Intraoperative pathologic evaluation, usually performed by frozen section analysis and/or cytologic touch or scrape analysis, should only be performed when the information is likely to alter operative procedures and can assist in identifying parathyroid tissue and lymph node metastases.
The central compartment should be assessed for suspicious lymphadenopathy in all cases of papillary thyroid cancer, and a therapeutic central compartment neck dissection is strongly recommended when there is clinical or radiologic evidence for macroscopic disease. A compartment-oriented therapeutic lateral neck dissection is recommended for lateral lymph node metastasis.
Preoperative evaluation for hypercalcemia and hyperparathyroidism may be important, and in cases of primary hyperparathyroidism, it is strongly recommended to complete concurrent parathyroidectomy with the initial thyroid surgery.
The recommended surgical approach for nontoxic goiter is dependent on the clinical symptoms and the extent of involvement, as total thyroidectomy is preferred for bilateral goiter and lobectomy and isthmusectomy are recommended for unilateral goiter.
Familial Thyroid Cancer
The guidelines also provide recommendations on familial thyroid cancer, including a strong recommendation to complete screening for differentiated thyroid cancer in individuals from families with ≥3 affected first-degree relatives. All patients diagnosed with medullary thyroid carcinoma should undergo genetic testing for a germline RET mutation, and those with multiple endocrine neoplasia should be managed by an experienced multidisciplinary team.

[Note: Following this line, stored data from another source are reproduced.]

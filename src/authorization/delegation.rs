//! Delegation validation.

use super::AuthorizationPass;
use super::expand::expand;
use super::permissions::IDENTITY_CAPABILITY_DELEGATE;
use crate::Result;
use crate::models::{Capability, ResourceRole};

/// Validates that the acting principal may grant `resource_roles`.
///
/// Every expanded capability is translated, then the actor must hold both
/// the capability's own permission and [`IDENTITY_CAPABILITY_DELEGATE`]
/// over the translated resource list. Full trust passes without expansion.
///
/// Read-only: the caller persists the grant only after this returns `Ok`.
///
/// # Errors
///
/// - [`crate::Error::NotSupported`] if an entry names an unknown role
/// - [`crate::Error::PermissionDenied`] on the first failing check
pub fn validate_capability_delegation(
    pass: &AuthorizationPass<'_>,
    resource_roles: &[ResourceRole],
) -> Result<()> {
    if pass.principal().is_full_trust() {
        return Ok(());
    }

    for capability in expand(resource_roles, pass.roles())? {
        let capability = pass.translate(capability)?;
        pass.check_capability(&capability)?;
        pass.check_capability(&Capability {
            permission: IDENTITY_CAPABILITY_DELEGATE.to_string(),
            resource: capability.resource.clone(),
        })?;
    }

    tracing::debug!(
        principal = %pass.principal().label(),
        grants = resource_roles.len(),
        "Delegation validated"
    );
    Ok(())
}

Cancer Management and Reoperation
When patients who underwent lobectomy or isthmusectomy are diagnosed with a high-risk thyroid cancer and/or when there is an indication for radioactive iodine, it is strongly recommended to consider completion thyroidectomy. In cases of prophylactic thyroidectomy for medullary thyroid carcinoma, total thyroidectomy is the recommended surgery. An active surveillance protocol may be appropriate for selected patients with small papillary thyroid carcinomas and can be suitable for selected individuals with stable, low-volume persistent or recurrent lymph node metastases.
The experts involved in the guideline writing process hope that these guidelines will assist clinicians in providing the optimal surgical management of benign and malignant thyroid disease.
Patel KN, Yip L, Lubitz CC, et al. The American Association of Endocrine Surgeons guidelines for the definitive surgical management of thyroid disease in adults. Ann Surg. 2020;271(3):e21-e93.